There are signs the Reserve Bank of Australia may have stepped back just a little from the rate rise precipice in yesterday’s decision to keep the cash rate unchanged at 7.25%.
RBA Governor Glenn Stevens yesterday highlighted slowing demand, weaker credit conditions and signs of a more subdued jobs market in a statement widely perceived as reflecting greater confidence that previous rate cuts are doing their job.
But Stevens also pointed out that the resources boom will continue to pump wealth into the Australian economy and remains a key potential cause of rising inflation.
“Given the opposing forces at work, considerable uncertainty remains about the outlook for demand and inflation. On balance, while the inflation outlook remains concerning, the board’s assessment continues to be that demand growth will be moderate this year,” Stevens says.
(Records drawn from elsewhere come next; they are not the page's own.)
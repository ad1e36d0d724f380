//! Outbound command catalog.
//!
//! Every command travels on the command characteristic as UTF-8 text
//! framed by `<` and `>`.  The device parses the same delimiters, so any
//! user-supplied text carried inside a command must be free of them.

use crate::error::ProtocolError;
use crate::link::transport::WriteMode;

/// A command the companion can send to the device.
#[derive(Debug, Clone, PartialEq, Eq)]
pub enum Command {
    GetAddress,
    StartImu,
    StopImu,
    /// Request a signature over these bytes.
    SignMessage(Vec<u8>),
    SetPassword,
    ConfirmPassword,
    SetInitialPassword(String),
    StartCurrentPasswordVerification,
    StartMorseInput,
    StartMorseConfirm,
    ChangePassword(String),
    ResetPassword(String),
    TrainStart,
    TestGesture(String),
}

impl Command {
    /// Render the framed wire text.
    pub fn to_wire(&self) -> Result<String, ProtocolError> {
        let wire = match self {
            Self::GetAddress => "<get_address>".to_owned(),
            Self::StartImu => "<start_imu>".to_owned(),
            Self::StopImu => "<stop_imu>".to_owned(),
            Self::SignMessage(bytes) => format!("<msg{}>", hex::encode(bytes)),
            Self::SetPassword => "<set_password>".to_owned(),
            Self::ConfirmPassword => "<confirm_password>".to_owned(),
            Self::SetInitialPassword(pw) => {
                format!("<set_initial_password>{}</set_initial_password>", checked(pw)?)
            }
            Self::StartCurrentPasswordVerification => {
                "<start_current_password_verification>".to_owned()
            }
            Self::StartMorseInput => "<start_morse_input>".to_owned(),
            Self::StartMorseConfirm => "<start_morse_confirm>".to_owned(),
            Self::ChangePassword(pw) => {
                format!("<change_password>{}</change_password>", checked(pw)?)
            }
            Self::ResetPassword(pw) => {
                format!("<reset_password>{}</reset_password>", checked(pw)?)
            }
            Self::TrainStart => "<TRAIN_START>".to_owned(),
            Self::TestGesture(name) => format!("<test_gesture:{}>", checked(name)?),
        };
        Ok(wire)
    }

    /// `get_address` is acknowledged at the ATT layer; everything else is
    /// fire-and-forget.
    pub const fn write_mode(&self) -> WriteMode {
        match self {
            Self::GetAddress => WriteMode::WithResponse,
            _ => WriteMode::WithoutResponse,
        }
    }

    /// Short name for logs.  Never includes user payloads.
    pub const fn name(&self) -> &'static str {
        match self {
            Self::GetAddress => "get_address",
            Self::StartImu => "start_imu",
            Self::StopImu => "stop_imu",
            Self::SignMessage(_) => "msg",
            Self::SetPassword => "set_password",
            Self::ConfirmPassword => "confirm_password",
            Self::SetInitialPassword(_) => "set_initial_password",
            Self::StartCurrentPasswordVerification => "start_current_password_verification",
            Self::StartMorseInput => "start_morse_input",
            Self::StartMorseConfirm => "start_morse_confirm",
            Self::ChangePassword(_) => "change_password",
            Self::ResetPassword(_) => "reset_password",
            Self::TrainStart => "TRAIN_START",
            Self::TestGesture(_) => "test_gesture",
        }
    }
}

fn checked(text: &str) -> Result<&str, ProtocolError> {
    if text.contains(['<', '>']) {
        return Err(ProtocolError::ReservedDelimiter);
    }
    Ok(text)
}
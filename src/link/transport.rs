//! Transport abstraction: the wireless link to one Step-to-Sign device.
//!
//! Concrete implementations:
//! - In-memory simulated device (host tests, demo binary)
//! - `btleplug` BLE central (feature `btleplug`)
//!
//! The service and driver are generic over `BleLink`, so adding a new
//! transport requires zero changes to the protocol logic.
//!
//! ## GATT Service Layout
//!
//! | Characteristic | UUID                                   | Perms  |
//! |----------------|----------------------------------------|--------|
//! | Command (RX)   | `87654321-4321-4321-4321-cba987654321` | Write  |
//! | Text (TX)      | `11111111-2222-3333-4444-555555555555` | Notify |
//! | IMU (TX)       | `6e400004-b5a3-f393-e0a9-e50e24dcca9e` | Notify |
//! | File transfer  | `6e400005-b5a3-f393-e0a9-e50e24dcca9e` | Write  |
//! | Control        | `6e400006-b5a3-f393-e0a9-e50e24dcca9e` | Write  |

use core::time::Duration;

use crate::error::TransportError;

// ── Constants ────────────────────────────────────────────────

pub const SERVICE_UUID: u128 = 0x12345678_1234_1234_1234_123456789abc;
pub const CHAR_COMMAND_RX: u128 = 0x87654321_4321_4321_4321_cba987654321;
pub const CHAR_TEXT_TX: u128 = 0x11111111_2222_3333_4444_555555555555;
pub const CHAR_IMU_TX: u128 = 0x6e400004_b5a3_f393_e0a9_e50e24dcca9e;
pub const CHAR_FILE_TRANSFER: u128 = 0x6e400005_b5a3_f393_e0a9_e50e24dcca9e;
pub const CHAR_CONTROL: u128 = 0x6e400006_b5a3_f393_e0a9_e50e24dcca9e;

// ── Channels and targets ─────────────────────────────────────

/// Inbound notification stream.
#[derive(Debug, Clone, Copy, PartialEq, Eq, Hash)]
pub enum Channel {
    /// `<`…`>` framed UTF-8 control protocol.
    Text,
    /// Fixed-size binary IMU records.
    Telemetry,
}

impl Channel {
    pub const fn uuid(self) -> u128 {
        match self {
            Self::Text => CHAR_TEXT_TX,
            Self::Telemetry => CHAR_IMU_TX,
        }
    }

    pub fn from_uuid(uuid: u128) -> Option<Self> {
        match uuid {
            CHAR_TEXT_TX => Some(Self::Text),
            CHAR_IMU_TX => Some(Self::Telemetry),
            _ => None,
        }
    }
}

/// Writable characteristic.
#[derive(Debug, Clone, Copy, PartialEq, Eq, Hash)]
pub enum WriteTarget {
    Command,
    Control,
    FileTransfer,
}

impl WriteTarget {
    pub const fn uuid(self) -> u128 {
        match self {
            Self::Command => CHAR_COMMAND_RX,
            Self::Control => CHAR_CONTROL,
            Self::FileTransfer => CHAR_FILE_TRANSFER,
        }
    }
}

/// Whether a write waits for the peer's ATT response.
#[derive(Debug, Clone, Copy, PartialEq, Eq)]
pub enum WriteMode {
    WithoutResponse,
    WithResponse,
}

/// One notification as delivered by the link.
#[derive(Debug, Clone, PartialEq, Eq)]
pub struct Notification {
    pub channel: Channel,
    pub payload: Vec<u8>,
}

impl Notification {
    pub fn text(payload: impl Into<Vec<u8>>) -> Self {
        Self {
            channel: Channel::Text,
            payload: payload.into(),
        }
    }

    pub fn telemetry(payload: impl Into<Vec<u8>>) -> Self {
        Self {
            channel: Channel::Telemetry,
            payload: payload.into(),
        }
    }
}

// ── Discovery and connection ─────────────────────────────────

/// A device seen during a scan.
#[derive(Debug, Clone, PartialEq, Eq)]
pub struct DiscoveredDevice {
    /// Platform identifier (MAC on Linux, UUID on macOS).
    pub id: String,
    pub name: String,
    pub rssi: Option<i16>,
}

/// Bitmask of characteristics discovered on the peer.
#[derive(Debug, Clone, Copy, PartialEq, Eq, Default)]
pub struct Capabilities(u8);

impl Capabilities {
    pub const COMMAND: u8 = 0b0000_0001;
    pub const TEXT: u8 = 0b0000_0010;
    pub const TELEMETRY: u8 = 0b0000_0100;
    pub const CONTROL: u8 = 0b0000_1000;
    pub const FILE_TRANSFER: u8 = 0b0001_0000;

    pub const fn all() -> Self {
        Self(Self::COMMAND | Self::TEXT | Self::TELEMETRY | Self::CONTROL | Self::FILE_TRANSFER)
    }

    pub const fn from_bits(bits: u8) -> Self {
        Self(bits)
    }

    pub const fn bits(self) -> u8 {
        self.0
    }

    /// Record a discovered characteristic by UUID; unknown UUIDs are ignored.
    pub fn insert_uuid(&mut self, uuid: u128) {
        self.0 |= match uuid {
            CHAR_COMMAND_RX => Self::COMMAND,
            CHAR_TEXT_TX => Self::TEXT,
            CHAR_IMU_TX => Self::TELEMETRY,
            CHAR_CONTROL => Self::CONTROL,
            CHAR_FILE_TRANSFER => Self::FILE_TRANSFER,
            _ => 0,
        };
    }

    pub const fn contains(self, mask: u8) -> bool {
        self.0 & mask == mask
    }

    /// The characteristics the protocol cannot run without.
    pub fn require_core(self) -> Result<(), TransportError> {
        if !self.contains(Self::COMMAND) {
            return Err(TransportError::CharacteristicMissing("command"));
        }
        if !self.contains(Self::TEXT) {
            return Err(TransportError::CharacteristicMissing("text"));
        }
        if !self.contains(Self::TELEMETRY) {
            return Err(TransportError::CharacteristicMissing("telemetry"));
        }
        Ok(())
    }
}

/// One paired device, as seen after discovery.
#[derive(Debug, Clone, PartialEq, Eq)]
pub struct Connection {
    pub device_id: String,
    pub handle: u32,
    pub capabilities: Capabilities,
}

// ── Port trait ───────────────────────────────────────────────

/// Connection-oriented wireless link with a per-write size ceiling.
///
/// All methods are driven from a single task; implementations need not
/// be `Send`.
#[allow(async_fn_in_trait)]
pub trait BleLink {
    /// Scan for `duration` and return devices whose name contains `name_filter`.
    async fn scan(
        &mut self,
        name_filter: &str,
        duration: Duration,
    ) -> Result<Vec<DiscoveredDevice>, TransportError>;

    /// Connect and discover characteristics.
    async fn connect(&mut self, device_id: &str) -> Result<Connection, TransportError>;

    /// Drop the connection.  Succeeds when already disconnected.
    async fn disconnect(&mut self) -> Result<(), TransportError>;

    /// Enable notifications on `channel`.
    async fn subscribe(&mut self, channel: Channel) -> Result<(), TransportError>;

    /// Write one chunk (already sized to the transport ceiling).
    async fn write(
        &mut self,
        target: WriteTarget,
        data: &[u8],
        mode: WriteMode,
    ) -> Result<(), TransportError>;

    /// Next pending notification, or `None` if nothing has arrived.
    /// Never blocks waiting for data.
    async fn next_notification(&mut self) -> Result<Option<Notification>, TransportError>;
}
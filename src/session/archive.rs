//! Finalized training data, keyed by gesture.

use std::collections::BTreeMap;

use serde::{Deserialize, Serialize};

use crate::error::{Error, Result};
use crate::telemetry::TelemetrySample;

/// Gesture name → samples of the most recent committed session for it.
#[derive(Debug, Clone, Default, PartialEq, Serialize, Deserialize)]
pub struct TrainingArchive {
    gestures: BTreeMap<String, Vec<TelemetrySample>>,
}

impl TrainingArchive {
    pub fn new() -> Self {
        Self::default()
    }

    /// Store a finished session, replacing any earlier one for `gesture`.
    pub fn commit(&mut self, gesture: String, samples: Vec<TelemetrySample>) {
        self.gestures.insert(gesture, samples);
    }

    pub fn get(&self, gesture: &str) -> Option<&[TelemetrySample]> {
        self.gestures.get(gesture).map(Vec::as_slice)
    }

    pub fn count(&self, gesture: &str) -> usize {
        self.gestures.get(gesture).map_or(0, Vec::len)
    }

    pub fn gestures(&self) -> impl Iterator<Item = &str> {
        self.gestures.keys().map(String::as_str)
    }

    pub fn total_samples(&self) -> usize {
        self.gestures.values().map(Vec::len).sum()
    }

    pub fn remove(&mut self, gesture: &str) -> Option<Vec<TelemetrySample>> {
        self.gestures.remove(gesture)
    }

    pub fn is_empty(&self) -> bool {
        self.gestures.is_empty()
    }

    pub fn clear(&mut self) {
        self.gestures.clear();
    }

    /// All samples, grouped by gesture in name order.
    pub fn all_samples(&self) -> impl Iterator<Item = &TelemetrySample> {
        self.gestures.values().flatten()
    }

    /// Compact binary snapshot.
    pub fn to_bytes(&self) -> Result<Vec<u8>> {
        postcard::to_allocvec(self).map_err(|_| Error::Snapshot("archive encode failed"))
    }

    pub fn from_bytes(bytes: &[u8]) -> Result<Self> {
        postcard::from_bytes(bytes).map_err(|_| Error::Snapshot("archive decode failed"))
    }
}
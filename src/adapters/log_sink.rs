//! Log-based event sink adapter.
//!
//! Implements [`EventSink`] by writing structured application events to
//! the `log` facade (stderr through `env_logger` in the binary).  A UI
//! front end would implement the same trait.

use log::{debug, info, warn};

use crate::app::events::{AppEvent, StopReason};
use crate::app::ports::EventSink;

/// Adapter that logs every [`AppEvent`] as a one-line tagged record.
pub struct LogEventSink;

impl LogEventSink {
    pub fn new() -> Self {
        Self
    }
}

impl Default for LogEventSink {
    fn default() -> Self {
        Self::new()
    }
}

impl EventSink for LogEventSink {
    fn emit(&mut self, event: &AppEvent) {
        match event {
            AppEvent::Connected { device_id } => {
                info!("LINK  | connected to {}", device_id);
            }
            AppEvent::Disconnected { lost } => {
                if *lost {
                    warn!("LINK  | lost");
                } else {
                    info!("LINK  | disconnected");
                }
            }
            AppEvent::IdentityResolved { address, .. } => {
                info!("IDENT | address={}", address);
            }
            AppEvent::SigningState { from, to } => {
                info!("SIGN  | {} -> {}", from.as_str(), to.as_str());
            }
            AppEvent::SignatureReceived(tx) => {
                info!(
                    "SIGN  | signature received ({} hex chars over {} hex chars)",
                    tx.signature_hex.len(),
                    tx.message_hex.len()
                );
            }
            AppEvent::BroadcastCompleted { digest } => {
                info!("SIGN  | broadcast ok, digest={}", digest);
            }
            AppEvent::BroadcastFailed(e) => {
                warn!("SIGN  | broadcast failed: {}", e);
            }
            AppEvent::SessionStarted { gesture, target } => {
                info!("TRAIN | '{}' started, target={}", gesture, target);
            }
            AppEvent::SessionProgress(p) => {
                debug!(
                    "TRAIN | {}/{} ({:.1}%)",
                    p.collected, p.target, p.percent
                );
            }
            AppEvent::StopRequested { gesture, reason } => {
                let why = match reason {
                    StopReason::TargetReached => "target reached",
                    StopReason::Manual => "manual",
                };
                info!("TRAIN | '{}' stop requested ({})", gesture, why);
            }
            AppEvent::SessionCommitted { gesture, samples } => {
                info!("TRAIN | '{}' committed, {} samples", gesture, samples);
            }
            AppEvent::SessionAbandoned { gesture, samples } => {
                warn!("TRAIN | '{}' abandoned, {} samples discarded", gesture, samples);
            }
            AppEvent::TelemetryRejected(e) => {
                warn!("IMU   | record rejected: {}", e);
            }
            AppEvent::FramingDropped(e) => {
                warn!("FRAME | {}", e);
            }
            AppEvent::ProtocolViolation(e) => {
                warn!("PROTO | {}", e);
            }
            AppEvent::PasswordVerdict(ok) => {
                info!("AUTH  | password {}", if *ok { "correct" } else { "incorrect" });
            }
            AppEvent::AckTimedOut(tag) => {
                warn!("PROTO | no reply for {:?}", tag);
            }
        }
    }
}
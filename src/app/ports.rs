//! Port traits: the hexagonal boundary between domain logic and the outside world.
//!
//! ```text
//!   Adapter ──▶ Port trait ──▶ LinkService / DeviceClient (domain)
//! ```
//!
//! Driven adapters (event sinks, clocks, ledger and HTTP clients)
//! implement these traits.  The [`LinkService`](super::service::LinkService)
//! and [`DeviceClient`](super::client::DeviceClient) consume them via
//! generics, so the domain core never touches a socket directly.  The
//! radio itself sits behind [`BleLink`](crate::link::BleLink).

use core::time::Duration;

pub use crate::error::LedgerError;
use crate::error::HttpError;
use crate::protocol::SignedTransaction;

// ───────────────────────────────────────────────────────────────
// Event sink port (driven adapter: domain → logging / UI)
// ───────────────────────────────────────────────────────────────

/// The domain emits structured [`AppEvent`](super::events::AppEvent)s
/// through this port.  Adapters decide where they go (log, UI channel,
/// test recorder).
pub trait EventSink {
    fn emit(&mut self, event: &super::events::AppEvent);
}

// ───────────────────────────────────────────────────────────────
// Time port (driven adapter: domain ↔ monotonic clock)
// ───────────────────────────────────────────────────────────────

/// Monotonic clock plus a cooperative sleep.
#[allow(async_fn_in_trait)]
pub trait TimePort {
    /// Milliseconds since an arbitrary fixed origin.
    fn now_ms(&self) -> u64;

    /// Yield for `ms` milliseconds.
    async fn sleep_ms(&self, ms: u32);
}

// ───────────────────────────────────────────────────────────────
// Ledger port (driven adapter: domain → chain client)
// ───────────────────────────────────────────────────────────────

/// Result of a successful submission.
#[derive(Debug, Clone, PartialEq, Eq)]
pub struct BroadcastReceipt {
    /// Transaction digest assigned by the network.
    pub digest: String,
}

/// Submits device-signed transactions.
#[allow(async_fn_in_trait)]
pub trait LedgerPort {
    async fn broadcast(&mut self, tx: &SignedTransaction) -> Result<BroadcastReceipt, LedgerError>;
}

// ───────────────────────────────────────────────────────────────
// HTTP collaborators (driven adapters: domain → servers)
// ───────────────────────────────────────────────────────────────

/// Gesture-model training server.
#[allow(async_fn_in_trait)]
pub trait TrainingServerPort {
    /// POST the CSV export and return the raw JSON reply body.
    async fn train(&mut self, csv: &str, timeout: Duration) -> Result<String, HttpError>;
}

/// The device's Wi-Fi file server.
#[allow(async_fn_in_trait)]
pub trait FileServerPort {
    /// POST `body` as JSON to `path` and return the HTTP status.
    async fn post_json(&mut self, path: &str, body: &serde_json::Value) -> Result<u16, HttpError>;
}
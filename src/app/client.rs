//! Async driver: puts the [`LinkService`] on a real (or simulated) link.
//!
//! The service decides *what* to send; the client owns the transport
//! and the clock and decides *when*.  Each `pump` drains pending
//! notifications into the service, fails overdue acknowledgements and
//! flushes the outbox with paced, chunked writes.
//!
//! ```text
//!   BleLink ──notifications──▶ LinkService ──outbox──▶ send_chunked ──▶ BleLink
//!                                   │
//!                               EventSink
//! ```

use core::time::Duration;

use log::{info, warn};

use crate::config::LinkConfig;
use crate::error::{Error, ProtocolError, Result, SessionError, TransportError};
use crate::link::{
    BleLink, Capabilities, Channel, DiscoveredDevice, WriteMode, WriteTarget, send_chunked,
};
use crate::protocol::{AckTag, Command, SignedTransaction};

use super::ports::{BroadcastReceipt, EventSink, LedgerPort, TimePort};
use super::service::{Identity, LinkService};

pub struct DeviceClient<L: BleLink, T: TimePort> {
    link: L,
    time: T,
    service: LinkService,
    /// Tags that timed out since the last `wait_for`.
    timed_out: Vec<AckTag>,
}

impl<L: BleLink, T: TimePort> DeviceClient<L, T> {
    pub fn new(link: L, time: T, config: LinkConfig) -> Result<Self> {
        config.validate()?;
        Ok(Self {
            link,
            time,
            service: LinkService::new(config),
            timed_out: Vec::new(),
        })
    }

    pub fn service(&self) -> &LinkService {
        &self.service
    }

    pub fn service_mut(&mut self) -> &mut LinkService {
        &mut self.service
    }

    pub fn link(&self) -> &L {
        &self.link
    }

    pub fn link_mut(&mut self) -> &mut L {
        &mut self.link
    }

    pub fn time(&self) -> &T {
        &self.time
    }

    fn config(&self) -> &LinkConfig {
        self.service.config()
    }

    // ── Connection ────────────────────────────────────────────

    /// Scan for devices matching the configured name filter.
    pub async fn scan(&mut self) -> Result<Vec<DiscoveredDevice>> {
        let filter = self.config().device_name_filter.clone();
        let duration = Duration::from_millis(u64::from(self.config().scan_duration_ms));
        info!("Scanning for '{}' ({:?})", filter, duration);
        let found = self.link.scan(&filter, duration).await?;
        info!("Scan found {} device(s)", found.len());
        Ok(found)
    }

    /// Connect, verify characteristics and subscribe to both channels.
    pub async fn connect(&mut self, device_id: &str, sink: &mut impl EventSink) -> Result<()> {
        let connection = self.link.connect(device_id).await?;
        if let Err(e) = connection.capabilities.require_core() {
            warn!("{device_id}: {e}");
            let _ = self.link.disconnect().await;
            return Err(e.into());
        }
        for channel in [Channel::Text, Channel::Telemetry] {
            if let Err(e) = self.link.subscribe(channel).await {
                warn!("Subscribe {:?} failed: {e}", channel);
                let _ = self.link.disconnect().await;
                return Err(e.into());
            }
        }
        self.service.on_connected(connection, sink)
    }

    pub async fn disconnect(&mut self, sink: &mut impl EventSink) -> Result<()> {
        let result = self.link.disconnect().await;
        self.service.on_disconnected(false, sink);
        self.timed_out.clear();
        result.map_err(Error::from)
    }

    // ── Event loop ────────────────────────────────────────────

    /// Handle everything that has arrived, expire overdue requests and
    /// flush queued commands.  Returns the number of notifications handled.
    pub async fn pump(&mut self, sink: &mut impl EventSink) -> Result<usize> {
        let budget = self.config().max_notifications_per_pump;
        let mut handled = 0;

        while handled < budget {
            match self.link.next_notification().await {
                Ok(Some(notification)) => {
                    let now = self.time.now_ms();
                    self.service.handle_notification(&notification, now, sink);
                    handled += 1;
                }
                Ok(None) => break,
                Err(e) => return Err(self.on_transport_error(e, sink)),
            }
        }

        let expired = self.service.tick(self.time.now_ms(), sink);
        self.timed_out.extend(expired);
        self.flush(sink).await?;
        Ok(handled)
    }

    /// Write every queued command.
    pub async fn flush(&mut self, sink: &mut impl EventSink) -> Result<()> {
        while let Some(cmd) = self.service.pop_command() {
            let wire = cmd.to_wire()?;
            let (ceiling, delay) = (self.config().chunk_size, self.config().inter_chunk_delay_ms);
            let sent = send_chunked(
                &mut self.link,
                &self.time,
                WriteTarget::Command,
                cmd.write_mode(),
                wire.as_bytes(),
                ceiling,
                delay,
            )
            .await;

            if let Err(e) = sent {
                warn!("Sending {} failed: {e}", cmd.name());
                match cmd {
                    Command::SignMessage(_) => self.service.cancel_signing(sink),
                    Command::StartImu => self.service.abort_session(sink),
                    // Resent on the next flush.
                    Command::StopImu => self.service.requeue_command(cmd),
                    _ => {}
                }
                return Err(self.on_transport_error(e, sink));
            }
            info!("Sent {}", cmd.name());
        }
        Ok(())
    }

    /// Pump until `tag` is answered or times out.
    pub async fn wait_for(&mut self, tag: AckTag, sink: &mut impl EventSink) -> Result<()> {
        loop {
            self.pump(sink).await?;
            if let Some(i) = self.timed_out.iter().position(|&t| t == tag) {
                self.timed_out.swap_remove(i);
                return Err(ProtocolError::AckTimedOut(tag).into());
            }
            if !self.service.is_connected() {
                return Err(TransportError::NotConnected.into());
            }
            if !self.service.is_awaiting(tag) {
                return Ok(());
            }
            self.time.sleep_ms(self.config().poll_interval_ms).await;
        }
    }

    fn on_transport_error(&mut self, e: TransportError, sink: &mut impl EventSink) -> Error {
        if e == TransportError::LinkLost && self.service.is_connected() {
            self.service.on_disconnected(true, sink);
        }
        e.into()
    }

    // ── Identity & signing ────────────────────────────────────

    /// Fetch the public key and derived address.
    pub async fn request_address(&mut self, sink: &mut impl EventSink) -> Result<Identity> {
        self.service.request_address(self.time.now_ms())?;
        self.flush(sink).await?;
        self.wait_for(AckTag::Address, sink).await?;
        match (self.service.identity(), self.service.identity_error()) {
            (_, Some(e)) => Err(e.into()),
            (Some(identity), None) => Ok(identity.clone()),
            (None, None) => Err(ProtocolError::AckTimedOut(AckTag::Address).into()),
        }
    }

    /// Ask the device to sign `message` and wait for the signature.
    /// On return the flow is in `Broadcasting`.
    pub async fn request_signature(
        &mut self,
        message: &[u8],
        sink: &mut impl EventSink,
    ) -> Result<SignedTransaction> {
        let now = self.time.now_ms();
        self.service.request_signature(message, now, sink)?;
        self.flush(sink).await?;
        self.wait_for(AckTag::Signature, sink).await?;
        self.service
            .take_signed()
            .ok_or(Error::Protocol(ProtocolError::NoPendingSignature))
    }

    /// Submit a signed transaction.  The flow is back in `Idle` afterwards
    /// whatever the ledger said.
    pub async fn broadcast(
        &mut self,
        tx: &SignedTransaction,
        ledger: &mut impl LedgerPort,
        sink: &mut impl EventSink,
    ) -> Result<BroadcastReceipt> {
        let outcome = ledger.broadcast(tx).await;
        self.service.finish_broadcast(&outcome, sink);
        outcome.map_err(Error::from)
    }

    /// Full signing round: request, wait, broadcast, back to `Idle`.
    pub async fn sign_and_broadcast(
        &mut self,
        message: &[u8],
        ledger: &mut impl LedgerPort,
        sink: &mut impl EventSink,
    ) -> Result<BroadcastReceipt> {
        let tx = self.request_signature(message, sink).await?;
        self.broadcast(&tx, ledger, sink).await
    }

    // ── Training sessions ─────────────────────────────────────

    pub async fn start_session(
        &mut self,
        gesture: &str,
        target: Option<u32>,
        sink: &mut impl EventSink,
    ) -> Result<()> {
        let now = self.time.now_ms();
        self.service.start_session(gesture, target, now, sink)?;
        self.flush(sink).await
    }

    /// Request an early stop.  `false` if nothing was stopped.  A stop
    /// whose write failed earlier is resent either way.
    pub async fn stop_session(&mut self, sink: &mut impl EventSink) -> Result<bool> {
        let stopped = self.service.stop_session(self.time.now_ms(), sink);
        self.flush(sink).await?;
        Ok(stopped)
    }

    /// Run a whole session: start, stream until the target is reached and
    /// the device confirms.  Returns the number of samples archived.
    pub async fn collect(
        &mut self,
        gesture: &str,
        target: Option<u32>,
        sink: &mut impl EventSink,
    ) -> Result<usize> {
        self.start_session(gesture, target, sink).await?;
        let gesture = gesture.trim().to_owned();

        while self.service.active_gesture().is_some() {
            self.pump(sink).await?;
            if let Some(i) = self.timed_out.iter().position(|&t| t == AckTag::ImuStopped) {
                self.timed_out.swap_remove(i);
                return Err(ProtocolError::AckTimedOut(AckTag::ImuStopped).into());
            }
            if !self.service.is_connected() {
                return Err(SessionError::NotConnected.into());
            }
            if self.service.active_gesture().is_some() {
                self.time.sleep_ms(self.config().poll_interval_ms).await;
            }
        }
        Ok(self.service.archive().count(&gesture))
    }

    // ── Other commands ────────────────────────────────────────

    /// Send a password, Morse or gesture-test command.
    pub async fn send_command(&mut self, cmd: Command, sink: &mut impl EventSink) -> Result<()> {
        self.service.send_command(cmd, self.time.now_ms())?;
        self.flush(sink).await
    }

    /// Acknowledged write to the control characteristic.
    pub async fn send_control(&mut self, data: &[u8]) -> Result<()> {
        self.write_aux(WriteTarget::Control, Capabilities::CONTROL, "control", data)
            .await
    }

    /// Acknowledged write to the file-transfer characteristic.
    pub async fn send_file_chunk(&mut self, data: &[u8]) -> Result<()> {
        self.write_aux(
            WriteTarget::FileTransfer,
            Capabilities::FILE_TRANSFER,
            "file_transfer",
            data,
        )
        .await
    }

    async fn write_aux(
        &mut self,
        target: WriteTarget,
        capability: u8,
        name: &'static str,
        data: &[u8],
    ) -> Result<()> {
        let connection = self
            .service
            .connection()
            .ok_or(TransportError::NotConnected)?;
        if !connection.capabilities.contains(capability) {
            return Err(TransportError::CharacteristicMissing(name).into());
        }
        let (ceiling, delay) = (self.config().chunk_size, self.config().inter_chunk_delay_ms);
        send_chunked(
            &mut self.link,
            &self.time,
            target,
            WriteMode::WithResponse,
            data,
            ceiling,
            delay,
        )
        .await?;
        Ok(())
    }
}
Overall, according to ANZ economist Sally Auld, it appears the threat of a further rate rise has receded for the moment.
“The change in tone in the RBA’s statement could be suggesting that the hurdle for another rate rise has been lifted a notch,” Auld says.
While the RBA appears less likely to lift rates, the risk that banks may still be forced to increase rates to offset increased borrowing costs remains. Senior bank executives told The Australian Financial Review that the credit squeeze continues to force up their costs.
“As long as those numbers stay out on a sustained basis, pressure remains for either the central bank to move rates or for banks to move outside official rate movements,” St George Bank chief executive Paul Fegan says.